• [What needs to be done] Take the entries that follow and return exactly the lines from the one holding "word is the" through the one holding "if cursor.peek_bytes(4)? != MAGIC", both included. Nothing else is needed.

• [Records to process]
■ ■ ■ ■ ■

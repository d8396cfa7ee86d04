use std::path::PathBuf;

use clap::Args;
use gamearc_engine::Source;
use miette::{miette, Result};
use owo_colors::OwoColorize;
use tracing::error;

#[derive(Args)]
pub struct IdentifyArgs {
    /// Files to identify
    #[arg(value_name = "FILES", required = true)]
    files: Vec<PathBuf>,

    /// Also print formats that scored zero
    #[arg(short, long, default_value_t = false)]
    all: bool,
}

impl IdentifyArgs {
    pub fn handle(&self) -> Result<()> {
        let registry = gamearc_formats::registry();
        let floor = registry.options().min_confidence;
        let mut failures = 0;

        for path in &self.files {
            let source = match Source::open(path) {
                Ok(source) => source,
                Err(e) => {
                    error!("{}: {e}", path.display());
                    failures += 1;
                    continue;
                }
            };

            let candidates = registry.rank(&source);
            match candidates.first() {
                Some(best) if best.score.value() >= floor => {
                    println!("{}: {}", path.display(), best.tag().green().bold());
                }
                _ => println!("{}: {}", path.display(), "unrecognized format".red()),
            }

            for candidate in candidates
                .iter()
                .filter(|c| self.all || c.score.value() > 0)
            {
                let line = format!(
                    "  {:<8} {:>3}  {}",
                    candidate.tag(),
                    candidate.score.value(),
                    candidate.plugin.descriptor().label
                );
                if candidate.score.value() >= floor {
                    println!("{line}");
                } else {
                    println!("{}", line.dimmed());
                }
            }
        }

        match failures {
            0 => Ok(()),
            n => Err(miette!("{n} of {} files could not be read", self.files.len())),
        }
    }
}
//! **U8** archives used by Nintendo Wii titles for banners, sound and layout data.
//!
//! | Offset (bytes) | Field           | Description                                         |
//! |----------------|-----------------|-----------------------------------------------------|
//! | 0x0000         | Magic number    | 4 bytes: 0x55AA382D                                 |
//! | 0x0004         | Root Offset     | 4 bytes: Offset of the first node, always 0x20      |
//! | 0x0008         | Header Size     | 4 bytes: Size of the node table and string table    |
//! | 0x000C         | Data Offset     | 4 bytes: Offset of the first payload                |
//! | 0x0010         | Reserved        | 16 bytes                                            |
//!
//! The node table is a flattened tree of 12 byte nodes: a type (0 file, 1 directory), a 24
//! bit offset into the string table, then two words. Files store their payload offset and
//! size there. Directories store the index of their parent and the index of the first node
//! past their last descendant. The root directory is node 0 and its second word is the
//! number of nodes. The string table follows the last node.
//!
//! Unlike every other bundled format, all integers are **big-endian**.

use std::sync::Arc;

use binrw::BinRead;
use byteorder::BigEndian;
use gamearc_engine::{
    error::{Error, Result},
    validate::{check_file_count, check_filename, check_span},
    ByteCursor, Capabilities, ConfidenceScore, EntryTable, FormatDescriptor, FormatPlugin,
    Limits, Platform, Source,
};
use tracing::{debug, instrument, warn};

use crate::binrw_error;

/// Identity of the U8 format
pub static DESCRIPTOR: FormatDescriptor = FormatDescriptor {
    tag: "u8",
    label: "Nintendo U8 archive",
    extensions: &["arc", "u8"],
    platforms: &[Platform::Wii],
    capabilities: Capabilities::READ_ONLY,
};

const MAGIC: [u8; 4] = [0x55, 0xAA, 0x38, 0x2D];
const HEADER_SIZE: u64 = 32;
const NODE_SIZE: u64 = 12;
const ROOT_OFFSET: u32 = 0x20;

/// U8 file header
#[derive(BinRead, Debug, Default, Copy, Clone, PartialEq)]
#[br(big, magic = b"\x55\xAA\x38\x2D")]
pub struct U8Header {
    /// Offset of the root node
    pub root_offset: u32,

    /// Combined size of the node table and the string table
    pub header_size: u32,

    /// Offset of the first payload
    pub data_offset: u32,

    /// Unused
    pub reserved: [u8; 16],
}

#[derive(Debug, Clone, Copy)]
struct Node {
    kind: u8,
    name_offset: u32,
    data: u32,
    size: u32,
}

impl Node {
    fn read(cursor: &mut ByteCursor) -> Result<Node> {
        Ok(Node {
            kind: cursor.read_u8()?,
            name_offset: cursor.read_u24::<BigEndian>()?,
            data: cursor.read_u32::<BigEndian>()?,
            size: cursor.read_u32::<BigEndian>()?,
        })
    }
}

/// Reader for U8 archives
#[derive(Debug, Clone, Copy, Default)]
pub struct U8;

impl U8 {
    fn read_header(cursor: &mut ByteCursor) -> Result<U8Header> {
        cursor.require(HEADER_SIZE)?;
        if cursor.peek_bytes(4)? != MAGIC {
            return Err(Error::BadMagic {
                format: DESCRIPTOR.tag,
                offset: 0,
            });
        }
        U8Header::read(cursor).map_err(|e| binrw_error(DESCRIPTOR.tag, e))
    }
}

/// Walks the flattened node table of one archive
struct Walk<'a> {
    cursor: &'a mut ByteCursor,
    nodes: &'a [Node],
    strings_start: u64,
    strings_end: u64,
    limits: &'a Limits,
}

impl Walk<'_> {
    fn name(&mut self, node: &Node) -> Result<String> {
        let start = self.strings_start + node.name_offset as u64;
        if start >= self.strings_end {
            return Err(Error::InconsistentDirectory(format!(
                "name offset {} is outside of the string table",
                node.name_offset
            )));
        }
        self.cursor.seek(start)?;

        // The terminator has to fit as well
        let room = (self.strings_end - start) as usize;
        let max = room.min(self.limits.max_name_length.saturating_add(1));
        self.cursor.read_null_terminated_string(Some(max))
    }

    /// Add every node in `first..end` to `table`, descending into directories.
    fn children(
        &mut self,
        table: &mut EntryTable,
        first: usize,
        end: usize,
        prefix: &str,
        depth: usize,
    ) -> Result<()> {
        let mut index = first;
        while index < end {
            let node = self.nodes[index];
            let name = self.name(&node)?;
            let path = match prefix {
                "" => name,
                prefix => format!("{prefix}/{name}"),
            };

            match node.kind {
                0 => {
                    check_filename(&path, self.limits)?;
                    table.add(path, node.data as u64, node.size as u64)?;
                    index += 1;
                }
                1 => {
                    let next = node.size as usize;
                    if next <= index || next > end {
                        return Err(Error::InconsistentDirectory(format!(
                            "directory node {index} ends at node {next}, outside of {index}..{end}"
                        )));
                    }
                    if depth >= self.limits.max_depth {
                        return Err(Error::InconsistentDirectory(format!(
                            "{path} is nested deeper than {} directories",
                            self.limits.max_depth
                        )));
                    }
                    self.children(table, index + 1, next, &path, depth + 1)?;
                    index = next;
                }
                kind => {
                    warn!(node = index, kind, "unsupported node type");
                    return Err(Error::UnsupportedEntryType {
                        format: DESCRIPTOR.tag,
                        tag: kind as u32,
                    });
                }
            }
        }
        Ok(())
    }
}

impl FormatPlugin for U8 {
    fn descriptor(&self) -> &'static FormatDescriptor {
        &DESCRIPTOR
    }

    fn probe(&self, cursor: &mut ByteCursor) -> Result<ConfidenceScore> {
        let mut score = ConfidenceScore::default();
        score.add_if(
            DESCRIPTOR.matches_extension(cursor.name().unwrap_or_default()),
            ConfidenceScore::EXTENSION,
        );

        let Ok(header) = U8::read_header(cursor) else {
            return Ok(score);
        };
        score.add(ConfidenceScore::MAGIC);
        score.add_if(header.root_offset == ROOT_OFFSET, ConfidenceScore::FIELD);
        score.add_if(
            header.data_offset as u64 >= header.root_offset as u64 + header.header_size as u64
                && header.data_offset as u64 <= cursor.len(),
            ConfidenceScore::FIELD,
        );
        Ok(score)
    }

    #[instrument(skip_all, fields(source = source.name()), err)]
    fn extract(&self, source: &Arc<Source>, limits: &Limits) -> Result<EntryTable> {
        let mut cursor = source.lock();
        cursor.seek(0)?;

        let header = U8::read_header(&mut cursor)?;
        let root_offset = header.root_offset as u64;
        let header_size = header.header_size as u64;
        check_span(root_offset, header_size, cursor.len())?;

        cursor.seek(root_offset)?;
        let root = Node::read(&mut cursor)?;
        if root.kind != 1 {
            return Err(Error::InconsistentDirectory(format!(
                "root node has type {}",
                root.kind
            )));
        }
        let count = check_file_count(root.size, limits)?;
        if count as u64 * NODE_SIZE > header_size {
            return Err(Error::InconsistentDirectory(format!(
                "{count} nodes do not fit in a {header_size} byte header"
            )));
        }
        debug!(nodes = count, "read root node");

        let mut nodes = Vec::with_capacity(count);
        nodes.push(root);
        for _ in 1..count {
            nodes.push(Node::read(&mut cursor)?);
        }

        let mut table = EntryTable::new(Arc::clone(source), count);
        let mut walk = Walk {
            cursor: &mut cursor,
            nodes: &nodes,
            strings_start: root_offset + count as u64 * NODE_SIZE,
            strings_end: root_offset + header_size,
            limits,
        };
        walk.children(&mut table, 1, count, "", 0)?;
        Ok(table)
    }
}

■ ■ ■ ■ ■

• [Answer section]
//! past their last descendant. The root directory is node 0 and its second word is the
//! number of nodes. The string table follows the last node.
//!
//! Unlike every other bundled format, all integers are **big-endian**.

use std::sync::Arc;

use binrw::BinRead;
use byteorder::BigEndian;
use gamearc_engine::{
    error::{Error, Result},
    validate::{check_file_count, check_filename, check_span},
    ByteCursor, Capabilities, ConfidenceScore, EntryTable, FormatDescriptor, FormatPlugin,
    Limits, Platform, Source,
};
use tracing::{debug, instrument, warn};

use crate::binrw_error;

/// Identity of the U8 format
pub static DESCRIPTOR: FormatDescriptor = FormatDescriptor {
    tag: "u8",
    label: "Nintendo U8 archive",
    extensions: &["arc", "u8"],
    platforms: &[Platform::Wii],
    capabilities: Capabilities::READ_ONLY,
};

const MAGIC: [u8; 4] = [0x55, 0xAA, 0x38, 0x2D];
const HEADER_SIZE: u64 = 32;
const NODE_SIZE: u64 = 12;
const ROOT_OFFSET: u32 = 0x20;

/// U8 file header
#[derive(BinRead, Debug, Default, Copy, Clone, PartialEq)]
#[br(big, magic = b"\x55\xAA\x38\x2D")]
pub struct U8Header {
    /// Offset of the root node
    pub root_offset: u32,

    /// Combined size of the node table and the string table
    pub header_size: u32,

    /// Offset of the first payload
    pub data_offset: u32,

    /// Unused
    pub reserved: [u8; 16],
}

#[derive(Debug, Clone, Copy)]
struct Node {
    kind: u8,
    name_offset: u32,
    data: u32,
    size: u32,
}

impl Node {
    fn read(cursor: &mut ByteCursor) -> Result<Node> {
        Ok(Node {
            kind: cursor.read_u8()?,
            name_offset: cursor.read_u24::<BigEndian>()?,
            data: cursor.read_u32::<BigEndian>()?,
            size: cursor.read_u32::<BigEndian>()?,
        })
    }
}

/// Reader for U8 archives
#[derive(Debug, Clone, Copy, Default)]
pub struct U8;

impl U8 {
    fn read_header(cursor: &mut ByteCursor) -> Result<U8Header> {
        cursor.require(HEADER_SIZE)?;
        if cursor.peek_bytes(4)? != MAGIC {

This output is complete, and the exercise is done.